L.F. : Avec la mise en place du télétravail, les rapports sociaux dans l’entreprise ont parfois évolué davantage au cours des 18 derniers mois qu’au cours des 18 années précédentes ! Pour les dirigeants, la première étape a été de s’adapter à la situation en distanciel. C’est plus facile pour le travail procédural, à condition d‘avoir les équipements informatiques indispensables. La seconde phase consiste à apprendre à travailler dans un contexte de pandémie. Nous passons désormais à un mode de travail hybride, mêlant présentiel et distanciel. Cela conduit à une réorganisation de l’espace de travail au sein de l’entreprise. Toutefois, réorganiser ne veut pas dire économiser les mètres carrés parce que moins de collaborateurs sont présents en même temps. Quand les collaborateurs sont dans l’entreprise, ils ont besoin de véritables échanges, les discussions informelles et la machine à café deviennent cent fois plus importantes qu’avant. Il est alors indispensable de créer des situations et des espaces de convivialité. Et il incombe aux managers de générer de l’enthousiasme et une vraie dynamique au sein de leurs équipes pour que les idées se transforment en actions portées par le collectif, ce qui est très difficile avec la visio, qui ne peut pas se substituer aux contacts directs. Ainsi, les managers doivent être capables d’innover pour maintenir la dynamique de l’entreprise, lutter contre l’ennui et l’isolement, les risques de décrochage. Et puis, il faut faire évoluer la culture d’entreprise, les compétences, le partage des connaissances et la formation. Et maintenir la motivation !

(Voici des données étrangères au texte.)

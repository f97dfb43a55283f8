// File: testing/integration/src/rpc/client.rs
//
// JSON-RPC 2.0 over HTTP client for a single node

use super::{NodeEndpoint, NodeRpc, RpcConnector, RPC_LOG_TARGET};
use crate::error::{RpcError, RpcResult};
use async_trait::async_trait;
use serde::{Deserialize, Serialize};
use serde_json::Value;
use std::error::Error as _;
use std::fs::OpenOptions;
use std::io::{ErrorKind, Write};
use std::path::{Path, PathBuf};
use std::sync::atomic::{AtomicU64, Ordering};
use std::sync::{Arc, Mutex};
use std::time::Duration;

#[derive(Serialize)]
struct RpcRequest<'a> {
    jsonrpc: &'static str,
    id: u64,
    method: &'a str,
    #[serde(skip_serializing_if = "Value::is_null")]
    params: Value,
}

#[derive(Deserialize)]
struct RpcErrorObject {
    code: i64,
    message: String,
}

#[derive(Deserialize)]
struct RpcResponse {
    #[serde(default)]
    result: Option<Value>,
    #[serde(default)]
    error: Option<RpcErrorObject>,
}

/// Appends every invoked method name to a per-node file
struct CoverageLog {
    path: PathBuf,
    lock: Mutex<()>,
}

impl CoverageLog {
    fn new(dir: &Path, index: usize) -> Self {
        Self {
            path: dir.join(format!("coverage.node{index}.txt")),
            lock: Mutex::new(()),
        }
    }

    fn record(&self, method: &str) {
        let _guard = match self.lock.lock() {
            Ok(guard) => guard,
            Err(poisoned) => poisoned.into_inner(),
        };
        let result = OpenOptions::new()
            .create(true)
            .append(true)
            .open(&self.path)
            .and_then(|mut file| writeln!(file, "{method}"));
        if let Err(e) = result {
            log::warn!("Failed to write RPC coverage to {:?}: {}", self.path, e);
        }
    }
}

/// HTTP JSON-RPC client bound to one node
pub struct HttpRpcClient {
    url: String,
    client: reqwest::Client,
    request_id: AtomicU64,
    coverage: Option<CoverageLog>,
}

impl HttpRpcClient {
    /// Create a client for `url`; `timeout` bounds every individual request
    pub fn new(url: impl Into<String>, timeout: Duration) -> RpcResult<Self> {
        let url = url.into();
        let client = reqwest::Client::builder()
            .timeout(timeout)
            .build()
            .map_err(|e| RpcError::Transport {
                method: "<client>".to_string(),
                reason: e.to_string(),
            })?;
        Ok(Self {
            url,
            client,
            request_id: AtomicU64::new(1),
            coverage: None,
        })
    }

    /// Record every invoked method under `dir`
    pub fn with_coverage(mut self, dir: &Path, index: usize) -> Self {
        self.coverage = Some(CoverageLog::new(dir, index));
        self
    }

    pub fn url(&self) -> &str {
        &self.url
    }

    fn next_id(&self) -> u64 {
        self.request_id.fetch_add(1, Ordering::SeqCst)
    }

    fn classify(&self, method: &str, error: reqwest::Error) -> RpcError {
        if is_connection_error(&error) {
            RpcError::Unreachable {
                url: self.url.clone(),
                reason: error.to_string(),
            }
        } else if error.is_decode() {
            RpcError::InvalidResponse {
                method: method.to_string(),
                reason: error.to_string(),
            }
        } else {
            RpcError::Transport {
                method: method.to_string(),
                reason: error.to_string(),
            }
        }
    }
}

/// Whether `error` means the node could not be talked to at all: refused,
/// reset or dropped before a response, or timed out. A booting node
/// produces all of these.
fn is_connection_error(error: &reqwest::Error) -> bool {
    if error.is_connect() || error.is_timeout() || error.is_request() {
        return true;
    }

    let mut source = error.source();
    while let Some(err) = source {
        if let Some(io) = err.downcast_ref::<std::io::Error>() {
            if matches!(
                io.kind(),
                ErrorKind::ConnectionReset
                    | ErrorKind::ConnectionAborted
                    | ErrorKind::BrokenPipe
                    | ErrorKind::UnexpectedEof
            ) {
                return true;
            }
        }
        source = err.source();
    }
    false
}

#[async_trait]
impl NodeRpc for HttpRpcClient {
    async fn call(&self, method: &str, params: Value) -> RpcResult<Value> {
        if let Some(coverage) = &self.coverage {
            coverage.record(method);
        }

        let request = RpcRequest {
            jsonrpc: "2.0",
            id: self.next_id(),
            method,
            params,
        };

        if log::log_enabled!(target: RPC_LOG_TARGET, log::Level::Debug) {
            log::debug!(target: RPC_LOG_TARGET, "-> {} {} {}", self.url, method, request.params);
        }

        let response = self
            .client
            .post(&self.url)
            .json(&request)
            .send()
            .await
            .map_err(|e| self.classify(method, e))?;

        let rpc_response: RpcResponse = response
            .json()
            .await
            .map_err(|e| self.classify(method, e))?;

        if let Some(error) = rpc_response.error {
            if log::log_enabled!(target: RPC_LOG_TARGET, log::Level::Debug) {
                log::debug!(target: RPC_LOG_TARGET, "<- {} error {}: {}", method, error.code, error.message);
            }
            return Err(RpcError::Response {
                code: error.code,
                message: error.message,
            });
        }

        let result = rpc_response.result.unwrap_or(Value::Null);
        if log::log_enabled!(target: RPC_LOG_TARGET, log::Level::Debug) {
            log::debug!(target: RPC_LOG_TARGET, "<- {} {}", method, result);
        }
        Ok(result)
    }
}

/// Connector producing `HttpRpcClient`s
pub struct HttpConnector {
    timeout: Duration,
    coverage_dir: Option<PathBuf>,
}

impl HttpConnector {
    pub fn new(timeout: Duration) -> Self {
        Self {
            timeout,
            coverage_dir: None,
        }
    }

    pub fn with_coverage_dir(mut self, dir: Option<PathBuf>) -> Self {
        self.coverage_dir = dir;
        self
    }
}

/// Client used when the HTTP stack itself cannot be initialized; every call
/// reports the construction failure.
struct BrokenClient {
    reason: String,
}

#[async_trait]
impl NodeRpc for BrokenClient {
    async fn call(&self, method: &str, _params: Value) -> RpcResult<Value> {
        Err(RpcError::Transport {
            method: method.to_string(),
            reason: self.reason.clone(),
        })
    }
}

impl RpcConnector for HttpConnector {
    fn connect(&self, endpoint: &NodeEndpoint) -> Arc<dyn NodeRpc> {
        match HttpRpcClient::new(endpoint.url.clone(), self.timeout) {
            Ok(client) => match &self.coverage_dir {
                Some(dir) => Arc::new(client.with_coverage(dir, endpoint.index)),
                None => Arc::new(client),
            },
            Err(e) => {
                log::error!("Cannot build RPC client for node {}: {}", endpoint.index, e);
                Arc::new(BrokenClient {
                    reason: e.to_string(),
                })
            }
        }
    }
}
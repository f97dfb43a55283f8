// File: testing/integration/src/error.rs
//
// Harness error taxonomy
//
// Every failure the harness can observe while driving a cluster maps onto one
// of these variants. The runner classifies outcomes by variant: `Skip` is the
// only non-failure path out of a test.

use std::path::PathBuf;
use std::time::Duration;
use thiserror::Error;

/// Result alias used across the harness
pub type HarnessResult<T> = Result<T, HarnessError>;

/// Result alias for node RPC calls
pub type RpcResult<T> = Result<T, RpcError>;

/// Errors raised by the JSON-RPC layer
#[derive(Error, Debug)]
pub enum RpcError {
    /// The endpoint could not be reached (connection refused, reset, timed out)
    #[error("node at {url} is unreachable: {reason}")]
    Unreachable { url: String, reason: String },

    /// The node answered with a JSON-RPC error object
    #[error("RPC error {code}: {message}")]
    Response { code: i64, message: String },

    /// HTTP-level failure that is not a connection problem
    #[error("transport error calling '{method}': {reason}")]
    Transport { method: String, reason: String },

    /// The node answered but the payload was not what we expected
    #[error("invalid response to '{method}': {reason}")]
    InvalidResponse { method: String, reason: String },
}

impl RpcError {
    /// Whether a polling loop may retry after this error.
    ///
    /// A node that is still booting refuses connections or answers with
    /// "warming up" style JSON-RPC errors; both are expected. Anything else
    /// means the endpoint is not speaking our protocol.
    pub fn is_retryable(&self) -> bool {
        matches!(self, Self::Unreachable { .. } | Self::Response { .. })
    }

    /// Whether the endpoint itself could not be reached
    pub fn is_unreachable(&self) -> bool {
        matches!(self, Self::Unreachable { .. })
    }
}

/// Errors raised while provisioning, driving or tearing down a cluster
#[derive(Error, Debug)]
pub enum HarnessError {
    #[error("node {index} failed to start: {reason}")]
    ProcessStart { index: usize, reason: String },

    #[error("node {index} RPC not available after {timeout:?}: {last_error}")]
    RpcUnavailable {
        index: usize,
        timeout: Duration,
        last_error: String,
    },

    #[error("node {index} did not reach any of {expected:?} within {timeout:?} (last phase: {last_phase:?})")]
    RecoveryTimeout {
        index: usize,
        expected: Vec<String>,
        timeout: Duration,
        last_phase: Option<String>,
    },

    #[error("node {index} did not exit within {timeout:?}")]
    ShutdownTimeout { index: usize, timeout: Duration },

    #[error("node {index} stderr mismatch: expected {expected:?}, got {actual:?}")]
    UnexpectedStderr {
        index: usize,
        expected: String,
        actual: String,
    },

    #[error("configuration error: {0}")]
    Config(String),

    #[error("{what} did not converge within {timeout:?}")]
    SyncTimeout { what: String, timeout: Duration },

    /// Deliberate short-circuit: the environment does not support this test
    #[error("{0}")]
    Skip(String),

    #[error("assertion failed: {0}")]
    Assertion(String),

    #[error(transparent)]
    Rpc(#[from] RpcError),

    #[error("I/O error on {path:?}: {source}")]
    Io {
        path: PathBuf,
        #[source]
        source: std::io::Error,
    },

    #[error("interrupted")]
    Interrupted,

    #[error(transparent)]
    Unexpected(#[from] anyhow::Error),
}

impl HarnessError {
    /// Build a `Skip` signal
    pub fn skip(reason: impl Into<String>) -> Self {
        Self::Skip(reason.into())
    }

    /// Build an `Assertion` failure
    pub fn assertion(message: impl Into<String>) -> Self {
        Self::Assertion(message.into())
    }

    /// Attach a path to an I/O error
    pub fn io(path: impl Into<PathBuf>, source: std::io::Error) -> Self {
        Self::Io {
            path: path.into(),
            source,
        }
    }

    pub fn is_skip(&self) -> bool {
        matches!(self, Self::Skip(_))
    }
}

/// Extension trait to attach paths to `std::io::Result`
pub trait IoResultExt<T> {
    fn with_path(self, path: impl Into<PathBuf>) -> HarnessResult<T>;
}

impl<T> IoResultExt<T> for std::io::Result<T> {
    fn with_path(self, path: impl Into<PathBuf>) -> HarnessResult<T> {
        self.map_err(|e| HarnessError::io(path, e))
    }
}

/// Fail the current test with an `Assertion` error unless `left == right`
#[macro_export]
macro_rules! ensure_eq {
    ($left:expr, $right:expr $(,)?) => {{
        let (left, right) = (&$left, &$right);
        if left != right {
            return Err($crate::HarnessError::assertion(format!(
                "{} != {} ({:?} vs {:?})",
                stringify!($left),
                stringify!($right),
                left,
                right
            )));
        }
    }};
}

#[cfg(test)]
mod tests {
    use super::*;

    #[test]
    fn test_retryable_classification() {
        let unreachable = RpcError::Unreachable {
            url: "http://127.0.0.1:1".to_string(),
            reason: "connection refused".to_string(),
        };
        let response = RpcError::Response {
            code: -28,
            message: "Loading block index".to_string(),
        };
        let invalid = RpcError::InvalidResponse {
            method: "get_version".to_string(),
            reason: "missing result".to_string(),
        };

        assert!(unreachable.is_retryable());
        assert!(unreachable.is_unreachable());
        assert!(response.is_retryable());
        assert!(!response.is_unreachable());
        assert!(!invalid.is_retryable());
    }

    #[test]
    fn test_ensure_eq_macro() {
        fn check(a: u64, b: u64) -> HarnessResult<()> {
            ensure_eq!(a, b);
            Ok(())
        }

        assert!(check(1, 1).is_ok());
        match check(1, 2) {
            Err(HarnessError::Assertion(msg)) => assert!(msg.contains("a != b")),
            other => panic!("unexpected result: {other:?}"),
        }
    }
}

Et qu’en est-il de la relation commerciale ?

L.F. : Une digitalisation plus poussée permet de simplifier beaucoup de choses, mais dans la relation commerciale il est également essentiel de conserver des contacts directs et conviviaux. Dans un échange à distance, on perd ce qu’exprime le langage non verbal et la complicité qui se crée en face-à-face. Oui, la signature électronique à distance d’un contrat permet de gagner un temps précieux, mais que devient la tradition de célébrer autour d’une bouteille de champagne l’aboutissement de plusieurs mois de négociation ? Nous devrons rapidement trouver des méthodes de compensation.

De même, si la vente en ligne s’est développée, le magasin n’est pas pour autant condamné à disparaître. Je vois plutôt une redéfinition des rôles. Le magasin doit devenir un lieu de contact incomparable. Ce sera de plus en plus un lieu agréable, de plaisir d’achat et de conseil. Il ne servira plus à stocker de la marchandise qui sera entreposée ailleurs, et le client pourra se faire livrer directement chez lui dans la journée. Certains proposent d’ailleurs de transformer les parkings souterrains des grandes villes en entrepôts commerciaux. Il faut retrouver le sens étymologique et littéraire du mot commerce : le sens de la communication, de l’échange de pensées, de la bonne compagnie et des rapports amicaux.

Le monde de l’entreprise et du commerce ne peut se résoudre à laisser se distendre les rapports humains. Le digital est certes incontournable, indispensable. Mais rien ne remplacera le rapport humain. La technologie va se banaliser, et l’être humain, sa créativité, son intelligence, ses qualités relationnelles vont revenir au centre du jeu. L’intelligence artificielle est ... artificielle. Ce n’est qu’une prothèse au service des femmes et des hommes.